Stored items

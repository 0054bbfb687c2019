//! Typed save/load pairs over the key-value backend.
//!
//! Every blob is written as `{"schemaVersion": N, "data": ...}`. Blobs written
//! before versioning existed carry no envelope and read back as version 0.
//!
//! Failures never escape this layer: a read that fails or does not decode is
//! logged and reported as absent, and a write that fails is logged and skipped.
//! List blobs decode record by record; records that do not decode are retained
//! as raw JSON and written back with the list, so they are never lost.

use std::collections::{BTreeMap, HashMap};
use std::sync::atomic::{AtomicU32, Ordering};
use std::sync::Arc;

use anyhow::{Context, Result};
use parking_lot::Mutex;
use serde::de::DeserializeOwned;
use serde::{Deserialize, Serialize};
use serde_json::Value;

use super::keys::{EntityKey, KeySpace, ONBOARDING_KEY};
use super::writer::{WriteQueue, WriterStats};
use super::KeyValueStore;
use crate::model::{Category, ContentItem, FocusArea, Season, ThemeMode, UserData, UserSettings};

/// Schema version of every entity except focus areas, which migrate on their own chain.
pub const ENTITY_SCHEMA_VERSION: u32 = 1;

const VERSION_FIELD: &str = "schemaVersion";
const DATA_FIELD: &str = "data";

#[derive(Debug, Clone, PartialEq)]
pub struct Versioned<T> {
    pub version: u32,
    pub data: T,
}

/// A stored list split into the records that decoded and the raw ones that did not.
#[derive(Debug, Clone, PartialEq)]
pub struct Records<T> {
    pub items: Vec<T>,
    pub rejected: Vec<Value>,
}

impl<T: DeserializeOwned> Records<T> {
    pub fn decode(raw: Vec<Value>, key: &str) -> Self {
        let mut items = Vec::with_capacity(raw.len());
        let mut rejected = Vec::new();
        for (index, value) in raw.into_iter().enumerate() {
            match T::deserialize(&value) {
                Ok(item) => items.push(item),
                Err(err) => {
                    tracing::warn!(key, index, %err, "record does not decode; keeping it as stored");
                    rejected.push(value);
                }
            }
        }
        Self { items, rejected }
    }
}

#[derive(Serialize)]
#[serde(rename_all = "camelCase")]
struct Envelope<'a, T> {
    schema_version: u32,
    data: &'a T,
}

#[derive(Debug, Clone, Copy, Default, PartialEq, Eq, Serialize, Deserialize)]
#[serde(rename_all = "camelCase", default)]
pub struct OnboardingProgress {
    pub step: u8,
    pub completed: bool,
}

pub struct PersistentStore {
    backend: Arc<dyn KeyValueStore>,
    keys: KeySpace,
    writer: WriteQueue,
    focus_schema_version: AtomicU32,
    retained: Mutex<HashMap<EntityKey, Vec<Value>>>,
}

impl PersistentStore {
    pub fn new(
        backend: Arc<dyn KeyValueStore>,
        keys: KeySpace,
        focus_schema_version: u32,
    ) -> Result<Self> {
        let writer = WriteQueue::spawn(Arc::clone(&backend))?;
        Ok(Self {
            backend,
            keys,
            writer,
            focus_schema_version: AtomicU32::new(focus_schema_version),
            retained: Mutex::new(HashMap::new()),
        })
    }

    pub fn keys(&self) -> &KeySpace {
        &self.keys
    }

    /// Version stamped on focus-area writes.
    pub fn focus_schema_version(&self) -> u32 {
        self.focus_schema_version.load(Ordering::Acquire)
    }

    /// Records the version the loaded focus areas are at, which may be newer
    /// than the one boot migrates to.
    pub fn set_focus_schema_version(&self, version: u32) {
        self.focus_schema_version.store(version, Ordering::Release);
    }

    /// Keeps `rejected` records of `entity` so later saves write them back.
    pub fn retain_rejected(&self, entity: EntityKey, rejected: Vec<Value>) {
        let mut retained = self.retained.lock();
        if rejected.is_empty() {
            retained.remove(&entity);
        } else {
            retained.insert(entity, rejected);
        }
    }

    pub fn rejected_count(&self, entity: EntityKey) -> usize {
        self.retained.lock().get(&entity).map_or(0, Vec::len)
    }

    pub fn forget_rejected(&self) {
        self.retained.lock().clear();
    }

    pub fn get_user_data(&self) -> Option<UserData> {
        self.read_entity(EntityKey::UserData)
    }

    pub fn save_user_data(&self, user: &UserData) {
        self.write_entity(EntityKey::UserData, user);
    }

    pub fn get_content_items(&self) -> Option<Vec<ContentItem>> {
        self.read_records(EntityKey::ContentItems)
            .map(|records| records.items)
    }

    pub fn save_content_items(&self, items: &[ContentItem]) {
        self.write_list(EntityKey::ContentItems, ENTITY_SCHEMA_VERSION, items);
    }

    pub fn get_seasons(&self) -> Option<Vec<Season>> {
        self.read_records(EntityKey::Seasons).map(|records| records.items)
    }

    pub fn save_seasons(&self, seasons: &[Season]) {
        self.write_list(EntityKey::Seasons, ENTITY_SCHEMA_VERSION, seasons);
    }

    /// Reads a list entity record by record.
    pub fn read_records<T: DeserializeOwned>(&self, entity: EntityKey) -> Option<Records<T>> {
        let key = self.keys.key(entity);
        let Versioned { version, data } = self.read_list(&key)?;
        warn_if_newer(&key, version);
        Some(Records::decode(data, &key))
    }

    /// Focus areas come back undecoded so the migration chain can inspect fields
    /// that the typed record cannot represent (missing levels, allocations).
    pub fn get_focus_areas_raw(&self) -> Option<Versioned<Vec<Value>>> {
        self.read_list(&self.keys.key(EntityKey::FocusAreas))
    }

    pub fn save_focus_areas(&self, areas: &[FocusArea]) {
        self.write_list(EntityKey::FocusAreas, self.focus_schema_version(), areas);
    }

    pub fn get_user_settings(&self) -> Option<UserSettings> {
        self.read_entity(EntityKey::UserSettings)
    }

    pub fn save_user_settings(&self, settings: &UserSettings) {
        self.write_entity(EntityKey::UserSettings, settings);
    }

    pub fn get_categories(&self) -> Option<Vec<Category>> {
        self.read_records(EntityKey::Categories)
            .map(|records| records.items)
    }

    pub fn save_categories(&self, categories: &[Category]) {
        self.write_list(EntityKey::Categories, ENTITY_SCHEMA_VERSION, categories);
    }

    pub fn get_birth_date(&self) -> Option<String> {
        self.read_entity::<Option<String>>(EntityKey::UserBirthDate)
            .flatten()
            .filter(|date| !date.trim().is_empty())
    }

    /// `None` removes the key rather than storing a null.
    pub fn save_birth_date(&self, birth_date: Option<&str>) {
        let key = self.keys.key(EntityKey::UserBirthDate);
        match birth_date {
            Some(date) => self.enqueue(key, ENTITY_SCHEMA_VERSION, &date),
            None => self.writer.remove(key),
        }
    }

    pub fn get_theme(&self) -> Option<ThemeMode> {
        self.read_entity(EntityKey::Theme)
    }

    pub fn save_theme(&self, theme: ThemeMode) {
        self.write_entity(EntityKey::Theme, &theme);
    }

    pub fn get_onboarding_progress(&self) -> Option<OnboardingProgress> {
        self.read_key(ONBOARDING_KEY)
    }

    pub fn save_onboarding_progress(&self, progress: OnboardingProgress) {
        self.enqueue(ONBOARDING_KEY.to_owned(), ENTITY_SCHEMA_VERSION, &progress);
    }

    pub fn clear_onboarding_progress(&self) {
        self.writer.remove(ONBOARDING_KEY.to_owned());
    }

    /// Raw blobs of every key this application owns, read straight from the backend.
    pub fn dump(&self) -> Result<BTreeMap<String, String>> {
        let mut blobs = BTreeMap::new();
        let keys = self.backend.all_keys().context("listing stored keys")?;
        for key in keys.into_iter().filter(|key| self.keys.owns(key)) {
            if let Some(value) = self
                .backend
                .get_item(&key)
                .with_context(|| format!("reading {key}"))?
            {
                blobs.insert(key, value);
            }
        }
        Ok(blobs)
    }

    /// Queues a raw blob as-is; used when restoring a backup.
    pub fn put_raw(&self, key: String, value: String) {
        self.writer.put(key, value);
    }

    /// Drops every key this application owns. Pending writes land first so
    /// nothing queued earlier resurrects a cleared key.
    pub fn clear(&self) -> Result<usize> {
        self.writer.flush();
        let namespace = format!("{}:", self.keys.prefix());
        let mut removed = self
            .backend
            .clear_prefix(&namespace)
            .with_context(|| format!("clearing {namespace}"))?;
        if self.backend.get_item(ONBOARDING_KEY)?.is_some() {
            self.backend
                .remove_item(ONBOARDING_KEY)
                .context("clearing onboarding progress")?;
            removed += 1;
        }
        Ok(removed)
    }

    pub fn flush(&self) {
        self.writer.flush();
    }

    pub fn writer_stats(&self) -> WriterStats {
        self.writer.stats()
    }

    pub fn shutdown(&self) {
        self.writer.shutdown();
    }

    fn read_entity<T: DeserializeOwned>(&self, entity: EntityKey) -> Option<T> {
        self.read_key(&self.keys.key(entity))
    }

    fn read_key<T: DeserializeOwned>(&self, key: &str) -> Option<T> {
        let Versioned { version, data } = self.read_raw(key)?;
        warn_if_newer(key, version);
        match serde_json::from_value(data) {
            Ok(value) => Some(value),
            Err(err) => {
                tracing::warn!(?err, key, "stored blob does not decode; treating as absent");
                None
            }
        }
    }

    fn read_list(&self, key: &str) -> Option<Versioned<Vec<Value>>> {
        let Versioned { version, data } = self.read_raw(key)?;
        match data {
            Value::Array(records) => Some(Versioned {
                version,
                data: records,
            }),
            Value::Null => None,
            other => {
                tracing::warn!(key, kind = json_kind(&other), "stored blob is not a list; ignoring");
                None
            }
        }
    }

    fn read_raw(&self, key: &str) -> Option<Versioned<Value>> {
        match self.backend.get_item(key) {
            Ok(Some(raw)) => Some(decode_envelope(&raw)),
            Ok(None) => None,
            Err(err) => {
                tracing::warn!(?err, key, "reading stored blob failed; treating as absent");
                None
            }
        }
    }

    fn write_entity<T: Serialize>(&self, entity: EntityKey, value: &T) {
        self.enqueue(self.keys.key(entity), ENTITY_SCHEMA_VERSION, value);
    }

    /// Writes `items` followed by any retained records of `entity`.
    fn write_list<T: Serialize>(&self, entity: EntityKey, version: u32, items: &[T]) {
        let key = self.keys.key(entity);
        let retained = self.retained.lock().get(&entity).cloned();
        let Some(retained) = retained else {
            self.enqueue(key, version, &items);
            return;
        };
        let encoded: Result<Vec<Value>, _> = items.iter().map(serde_json::to_value).collect();
        match encoded {
            Ok(mut records) => {
                records.extend(retained);
                self.enqueue(key, version, &records);
            }
            Err(err) => {
                tracing::warn!(?err, key = %key, "serialising records failed; write skipped");
            }
        }
    }

    fn enqueue<T: Serialize>(&self, key: String, version: u32, value: &T) {
        let envelope = Envelope {
            schema_version: version,
            data: value,
        };
        match serde_json::to_string(&envelope) {
            Ok(json) => self.writer.put(key, json),
            Err(err) => {
                tracing::warn!(?err, key = %key, "serialising blob failed; write skipped");
            }
        }
    }
}

/// Splits a stored blob into version and payload. Text that is not JSON is read
/// as a bare string, which is how some early builds stored scalar values.
fn decode_envelope(raw: &str) -> Versioned<Value> {
    let value = match serde_json::from_str::<Value>(raw) {
        Ok(value) => value,
        Err(_) => {
            return Versioned {
                version: 0,
                data: Value::String(raw.to_owned()),
            }
        }
    };
    if let Value::Object(map) = &value {
        if map.len() == 2 {
            if let (Some(version), Some(data)) = (
                map.get(VERSION_FIELD).and_then(Value::as_u64),
                map.get(DATA_FIELD),
            ) {
                return Versioned {
                    version: u32::try_from(version).unwrap_or(u32::MAX),
                    data: data.clone(),
                };
            }
        }
    }
    Versioned {
        version: 0,
        data: value,
    }
}

fn warn_if_newer(key: &str, version: u32) {
    if version > ENTITY_SCHEMA_VERSION {
        tracing::warn!(
            key,
            version,
            known = ENTITY_SCHEMA_VERSION,
            "blob written by a newer schema; decoding best-effort"
        );
    }
}

fn json_kind(value: &Value) -> &'static str {
    match value {
        Value::Null => "null",
        Value::Bool(_) => "bool",
        Value::Number(_) => "number",
        Value::String(_) => "string",
        Value::Array(_) => "array",
        Value::Object(_) => "object",
    }
}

> Activity: Scan the data for lines containing "impl" and copy all of them.

> Response:
impl<T: DeserializeOwned> Records<T> {
impl PersistentStore {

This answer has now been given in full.